* What the exercise asks *
Beginning with the first line, please return the entries exactly through the line that contains "pub fn resolve(cli: &CliArgs)", and leave out all later lines.

[Stored items]
use std::path::{Path, PathBuf};
use std::time::Duration;

use crate::cli::CliArgs;
use crate::container::PERSONAL_DRIVE_NAME;
use crate::credentials::CredentialSettings;

const APP_DIR_NAME: &str = "gdrive-upload";
const TOKEN_FILE_NAME: &str = "token.json";
const DEFAULT_CREDENTIALS_FILE: &str = "credentials.json";
const DEFAULT_OAUTH_TIMEOUT_SECS: u64 = 180;

/// Settings for one run, merged from flags, environment and defaults in
/// that order of precedence.
#[derive(Clone, Debug, PartialEq, Eq)]
pub struct UploadConfig {
    pub source_file: Option<PathBuf>,
    pub destination_path: String,
    pub drive_name: String,
    pub token_file: PathBuf,
    pub credentials_file: PathBuf,
    pub unattended: bool,
    pub dry_run: bool,
    pub api_base: Option<String>,
    pub oauth_base: Option<String>,
    pub oauth_timeout: Duration,
}

impl UploadConfig {
    pub fn resolve(cli: &CliArgs) -> Self {
        Self::resolve_with(cli, |name| std::env::var(name).ok())
    }

    /// Like `resolve`, reading variables through `env`.
    pub fn resolve_with<F>(cli: &CliArgs, env: F) -> Self
    where
        F: Fn(&str) -> Option<String>,
    {
        let home = dirs::home_dir();
        let env_path = |name: &str| {
            non_empty(env(name)).map(|value| expand_with_home(&value, home.as_deref()))
        };

        let token_file = cli
            .token_file
            .as_ref()
            .map(|path| expand_path(path, home.as_deref()))
            .or_else(|| env_path("GDRIVE_TOKEN_FILE"))
            .unwrap_or_else(default_token_file);
        let credentials_file = cli
            .credentials_file
            .as_ref()
            .map(|path| expand_path(path, home.as_deref()))
            .or_else(|| env_path("GDRIVE_CREDENTIALS_FILE"))
            .unwrap_or_else(|| PathBuf::from(DEFAULT_CREDENTIALS_FILE));
        let drive_name = cli
            .drive_name
            .clone()
            .or_else(|| non_empty(env("GDRIVE_DRIVE_NAME")))
            .unwrap_or_else(|| PERSONAL_DRIVE_NAME.to_string());
        let unattended = cli.unattended || parse_flag(env("GDRIVE_UNATTENDED"));
        let oauth_timeout = Duration::from_secs(
            env("GDRIVE_OAUTH_TIMEOUT_SECS")
                .and_then(|value| value.trim().parse::<u64>().ok())
                .filter(|value| *value > 0)
                .unwrap_or(DEFAULT_OAUTH_TIMEOUT_SECS),
        );

        Self {
            source_file: cli.source_file.clone(),
            destination_path: cli.destination_path.clone(),
            drive_name,
            token_file,
            credentials_file,
            unattended,
            dry_run: cli.dry_run,
            api_base: non_empty(env("GDRIVE_API_BASE")),
            oauth_base: non_empty(env("GDRIVE_OAUTH_BASE")),
            oauth_timeout,
        }
    }

    pub fn credential_settings(&self) -> CredentialSettings {
        CredentialSettings {
            token_file: self.token_file.clone(),
            credentials_file: self.credentials_file.clone(),
            unattended: self.unattended,
            oauth_timeout: self.oauth_timeout,
            oauth_base_url: self.oauth_base.clone(),
        }
    }
}

fn default_token_file() -> PathBuf {
    dirs::config_dir()
        .unwrap_or_else(std::env::temp_dir)
        .join(APP_DIR_NAME)
        .join(TOKEN_FILE_NAME)
}

fn non_empty(value: Option<String>) -> Option<String> {
    value.filter(|value| !value.trim().is_empty())
}

fn parse_flag(value: Option<String>) -> bool {
    value
        .map(|value| {
            matches!(
                value.trim().to_ascii_lowercase().as_str(),
                "1" | "true" | "yes" | "on"
            )
        })
        .unwrap_or(false)
}

/// Replaces a leading `~` or `~/` with `home`. Other paths, and every path
/// when `home` is unknown, are returned unchanged.
pub(crate) fn expand_path(path: &Path, home: Option<&Path>) -> PathBuf {
    match path.to_str() {
        Some(value) => expand_with_home(value, home),
        None => path.to_path_buf(),
    }
}

fn expand_with_home(value: &str, home: Option<&Path>) -> PathBuf {
    let Some(home) = home else {
        return PathBuf::from(value);
    };
    if value == "~" {
        return home.to_path_buf();
    }
    if let Some(rest) = value.strip_prefix("~/") {
        return home.join(rest);
    }
    PathBuf::from(value)
}

#[cfg(test)]
mod tests {
    use super::*;
    use std::collections::HashMap;

    fn resolve(cli: &CliArgs, vars: &[(&str, &str)]) -> UploadConfig {
        let vars: HashMap<String, String> = vars
            .iter()
            .map(|(k, v)| (k.to_string(), v.to_string()))
            .collect();
        UploadConfig::resolve_with(cli, |name| vars.get(name).cloned())
    }

    fn cli() -> CliArgs {
        CliArgs {
            source_file: Some(PathBuf::from("a.txt")),
            destination_path: "/".into(),
            ..CliArgs::default()
        }
    }

    #[test]
    fn defaults_apply_without_flags_or_env() {
        let config = resolve(&cli(), &[]);

        assert_eq!(config.drive_name, PERSONAL_DRIVE_NAME);
        assert_eq!(config.credentials_file, PathBuf::from("credentials.json"));
        assert!(config.token_file.ends_with("gdrive-upload/token.json"));
        assert_eq!(config.oauth_timeout, Duration::from_secs(180));
        assert!(!config.unattended);
        assert_eq!(config.api_base, None);
    }

    #[test]
    fn environment_overrides_defaults() {
        let config = resolve(
            &cli(),
            &[
                ("GDRIVE_TOKEN_FILE", "/var/lib/uploader/token.json"),
                ("GDRIVE_DRIVE_NAME", "Team"),
                ("GDRIVE_UNATTENDED", "yes"),
                ("GDRIVE_API_BASE", "http://127.0.0.1:8080"),
                ("GDRIVE_OAUTH_TIMEOUT_SECS", "30"),
            ],
        );

        assert_eq!(config.token_file, PathBuf::from("/var/lib/uploader/token.json"));
        assert_eq!(config.drive_name, "Team");
        assert!(config.unattended);
        assert_eq!(config.api_base.as_deref(), Some("http://127.0.0.1:8080"));
        assert_eq!(config.oauth_timeout, Duration::from_secs(30));
    }

    #[test]
    fn flags_override_environment() {
        let cli = CliArgs {
            token_file: Some(PathBuf::from("/tmp/flag-token.json")),
            drive_name: Some("Finance".into()),
            ..cli()
        };
        let config = resolve(
            &cli,
            &[
                ("GDRIVE_TOKEN_FILE", "/tmp/env-token.json"),
                ("GDRIVE_DRIVE_NAME", "Team"),
            ],
        );

        assert_eq!(config.token_file, PathBuf::from("/tmp/flag-token.json"));
        assert_eq!(config.drive_name, "Finance");
    }

    #[test]
    fn invalid_values_fall_back() {
        let config = resolve(
            &cli(),
            &[
                ("GDRIVE_OAUTH_TIMEOUT_SECS", "0"),
                ("GDRIVE_UNATTENDED", "maybe"),
                ("GDRIVE_DRIVE_NAME", "  "),
            ],
        );

        assert_eq!(config.oauth_timeout, Duration::from_secs(180));
        assert!(!config.unattended);
        assert_eq!(config.drive_name, PERSONAL_DRIVE_NAME);
    }

    #[test]
    fn expands_home_prefix() {
        let home = Path::new("/home/user");
        assert_eq!(expand_with_home("~", Some(home)), PathBuf::from("/home/user"));
        assert_eq!(
            expand_with_home("~/.config/t.json", Some(home)),
            PathBuf::from("/home/user/.config/t.json")
        );
        assert_eq!(expand_with_home("~other/x", Some(home)), PathBuf::from("~other/x"));
        assert_eq!(expand_with_home("~/x", None), PathBuf::from("~/x"));
        assert_eq!(
            expand_path(Path::new("~/docs/a.txt"), Some(home)),
            PathBuf::from("/home/user/docs/a.txt")
        );
        assert_eq!(
            expand_path(Path::new("/tmp/a.txt"), Some(home)),
            PathBuf::from("/tmp/a.txt")
        );
    }
}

* Answer box *
use std::path::{Path, PathBuf};
use std::time::Duration;

use crate::cli::CliArgs;
use crate::container::PERSONAL_DRIVE_NAME;
use crate::credentials::CredentialSettings;

const APP_DIR_NAME: &str = "gdrive-upload";
const TOKEN_FILE_NAME: &str = "token.json";
const DEFAULT_CREDENTIALS_FILE: &str = "credentials.json";
const DEFAULT_OAUTH_TIMEOUT_SECS: u64 = 180;

/// Settings for one run, merged from flags, environment and defaults in
/// that order of precedence.
#[derive(Clone, Debug, PartialEq, Eq)]
pub struct UploadConfig {
    pub source_file: Option<PathBuf>,
    pub destination_path: String,
    pub drive_name: String,
    pub token_file: PathBuf,
    pub credentials_file: PathBuf,
    pub unattended: bool,
    pub dry_run: bool,
    pub api_base: Option<String>,
    pub oauth_base: Option<String>,
    pub oauth_timeout: Duration,
}

impl UploadConfig {
    pub fn resolve(cli: &CliArgs) -> Self {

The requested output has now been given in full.